EXCERPTED DATA: Begin
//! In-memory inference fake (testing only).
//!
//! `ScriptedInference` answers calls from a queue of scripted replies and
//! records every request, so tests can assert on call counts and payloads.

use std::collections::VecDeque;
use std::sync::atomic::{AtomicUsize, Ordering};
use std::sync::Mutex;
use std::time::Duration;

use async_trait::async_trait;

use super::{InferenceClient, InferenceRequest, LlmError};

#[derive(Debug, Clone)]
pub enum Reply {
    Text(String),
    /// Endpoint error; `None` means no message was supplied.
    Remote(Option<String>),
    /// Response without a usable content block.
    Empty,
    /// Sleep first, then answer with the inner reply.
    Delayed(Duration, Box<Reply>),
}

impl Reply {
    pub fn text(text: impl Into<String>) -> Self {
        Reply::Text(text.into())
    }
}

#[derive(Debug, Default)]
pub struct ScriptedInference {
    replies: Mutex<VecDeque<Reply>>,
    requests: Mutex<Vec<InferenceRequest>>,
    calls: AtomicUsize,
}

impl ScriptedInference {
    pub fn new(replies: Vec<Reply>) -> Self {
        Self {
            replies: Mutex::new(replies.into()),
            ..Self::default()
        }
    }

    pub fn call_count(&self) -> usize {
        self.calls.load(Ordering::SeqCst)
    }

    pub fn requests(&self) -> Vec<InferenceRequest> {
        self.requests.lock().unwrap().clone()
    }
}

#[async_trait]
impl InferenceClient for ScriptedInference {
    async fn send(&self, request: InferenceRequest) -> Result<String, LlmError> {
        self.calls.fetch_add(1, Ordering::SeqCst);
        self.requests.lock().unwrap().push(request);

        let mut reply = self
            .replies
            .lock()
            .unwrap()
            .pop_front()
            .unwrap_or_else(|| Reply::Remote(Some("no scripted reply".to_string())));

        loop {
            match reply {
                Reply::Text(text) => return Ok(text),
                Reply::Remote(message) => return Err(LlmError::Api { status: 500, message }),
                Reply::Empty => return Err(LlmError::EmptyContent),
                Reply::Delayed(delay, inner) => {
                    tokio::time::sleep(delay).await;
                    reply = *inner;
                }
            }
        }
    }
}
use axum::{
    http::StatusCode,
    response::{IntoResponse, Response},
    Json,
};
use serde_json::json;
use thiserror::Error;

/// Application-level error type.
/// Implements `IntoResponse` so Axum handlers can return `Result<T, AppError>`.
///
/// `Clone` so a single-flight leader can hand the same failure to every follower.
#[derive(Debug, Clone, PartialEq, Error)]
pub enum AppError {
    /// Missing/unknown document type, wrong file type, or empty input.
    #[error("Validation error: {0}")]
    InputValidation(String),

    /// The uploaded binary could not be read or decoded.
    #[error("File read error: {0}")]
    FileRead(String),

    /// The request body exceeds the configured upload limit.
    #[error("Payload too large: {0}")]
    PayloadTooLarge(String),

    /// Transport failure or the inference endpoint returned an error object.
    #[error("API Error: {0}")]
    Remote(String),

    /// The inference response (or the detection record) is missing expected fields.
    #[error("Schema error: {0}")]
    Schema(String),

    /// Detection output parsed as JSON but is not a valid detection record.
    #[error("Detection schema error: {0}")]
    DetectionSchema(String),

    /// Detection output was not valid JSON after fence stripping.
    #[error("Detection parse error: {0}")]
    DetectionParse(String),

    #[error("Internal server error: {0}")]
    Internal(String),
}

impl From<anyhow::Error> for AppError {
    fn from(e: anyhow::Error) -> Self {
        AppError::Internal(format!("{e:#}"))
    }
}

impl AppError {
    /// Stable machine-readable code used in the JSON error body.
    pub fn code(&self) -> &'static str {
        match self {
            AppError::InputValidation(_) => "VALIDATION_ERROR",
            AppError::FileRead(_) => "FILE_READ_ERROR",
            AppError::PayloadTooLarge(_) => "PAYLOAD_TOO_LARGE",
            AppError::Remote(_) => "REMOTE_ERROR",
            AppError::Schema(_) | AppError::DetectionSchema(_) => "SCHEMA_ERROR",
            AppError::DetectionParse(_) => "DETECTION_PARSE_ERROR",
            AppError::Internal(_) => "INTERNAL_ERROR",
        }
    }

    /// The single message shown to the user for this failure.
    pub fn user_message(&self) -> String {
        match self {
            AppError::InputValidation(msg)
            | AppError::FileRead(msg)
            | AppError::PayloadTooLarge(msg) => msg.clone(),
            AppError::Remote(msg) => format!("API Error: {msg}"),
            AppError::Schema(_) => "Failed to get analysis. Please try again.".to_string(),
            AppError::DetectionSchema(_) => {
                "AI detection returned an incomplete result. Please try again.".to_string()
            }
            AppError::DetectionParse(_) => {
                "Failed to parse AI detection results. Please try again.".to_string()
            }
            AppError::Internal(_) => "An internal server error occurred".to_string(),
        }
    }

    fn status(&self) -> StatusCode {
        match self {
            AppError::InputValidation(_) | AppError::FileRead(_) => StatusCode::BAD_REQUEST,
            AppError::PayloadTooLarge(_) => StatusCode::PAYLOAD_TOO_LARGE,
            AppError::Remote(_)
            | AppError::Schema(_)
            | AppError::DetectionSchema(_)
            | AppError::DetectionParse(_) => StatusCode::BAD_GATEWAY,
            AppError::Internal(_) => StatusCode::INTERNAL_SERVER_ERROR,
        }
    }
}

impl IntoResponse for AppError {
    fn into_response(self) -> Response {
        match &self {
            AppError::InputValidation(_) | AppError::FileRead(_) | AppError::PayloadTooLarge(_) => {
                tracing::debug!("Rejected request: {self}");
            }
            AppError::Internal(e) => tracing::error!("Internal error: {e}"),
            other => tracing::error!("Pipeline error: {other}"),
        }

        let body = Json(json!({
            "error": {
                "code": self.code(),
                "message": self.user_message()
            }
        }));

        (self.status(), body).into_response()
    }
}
EXCERPTED DATA: End
ABOUT THIS TASK » Look through the listing above and copy each line with the word "derive" in it.

ANSWER BOX »
#[derive(Debug, Clone)]
#[derive(Debug, Default)]
#[derive(Debug, Clone, PartialEq, Error)]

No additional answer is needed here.